Make sure you do your research before the interview or you’ll just make yourself look stupid.
2. PREPARING THE INTERVIEW
You need to decide how you’re going to record the interview. If the interview is a really short one, or you’re just interviewing one person, you can do it with a pen and paper. But if the interview is long, or you’re interviewing more than one person, a dictaphone, a digital recorder or phone will work fine.

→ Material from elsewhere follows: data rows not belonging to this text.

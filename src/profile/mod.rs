//! Conversational onboarding flow.
//!
//! A scripted chat that collects a name and six fixed-choice answers,
//! then derives an [`InvestorProfile`] with a three-way strategy label.
//! The flow is one-way: there is no backward navigation, matching the
//! chat transcript model where sent messages are not revisable.

pub mod flow;
pub mod model;
pub mod script;

pub use flow::{ProfileFlow, ProfileTurn};
pub use model::{InvestorProfile, StrategyLabel, parse_age_bucket};
pub use script::{closing_message, script};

3. PREPARING QUESTIONS: THE SCRIPT AND THE PROMPT
Have a list of questions to ask the interviewee/subject. Have about 6-12 questions prepared. But, when interviewing, listen to what the interviewee is saying and don’t just ask the prepared questions like a script. For example, he may have made a good point, and you can use that chance to ask him to expand on that point, instead of asking them your next pre-prepared questions. An interview is like a conversation: let the convo flow and ask your pre-prepared questions when the interview is becoming repetitive or boring.
4. ONLY ASK QUESTIONS
Even if the interviewee is saying things that you really disagree with, don’t start argument to prove them wrong. Your job is to ask questions.
5. YOUR FIRST QUESTION
“In your own words, can you tell me a little about your background?”
This is a very good warm up question because:
- it gets the interviewee to open up and relax a little since they’re talking abou themselves
- It’s a chance to check and see if the audio is good on your recording device
- It’s an open ended question – the interviewee could talk about their childhood, their tim in uni, their career etc.
6. ASK OPEN QUESTIONS, AVOID CLOSED ONES
You can get a bigger, longer better answer by asking an open ended question rather than a closed one.
7. DON’T INTERRUPT
You might stop them in their tracks when they’re about to say something really useful.
8. HOW TO SHUT SOMEBODY UP
If they keep talking and you want them to stop, just tell them you have one final question. This lets them know the interview is almost done.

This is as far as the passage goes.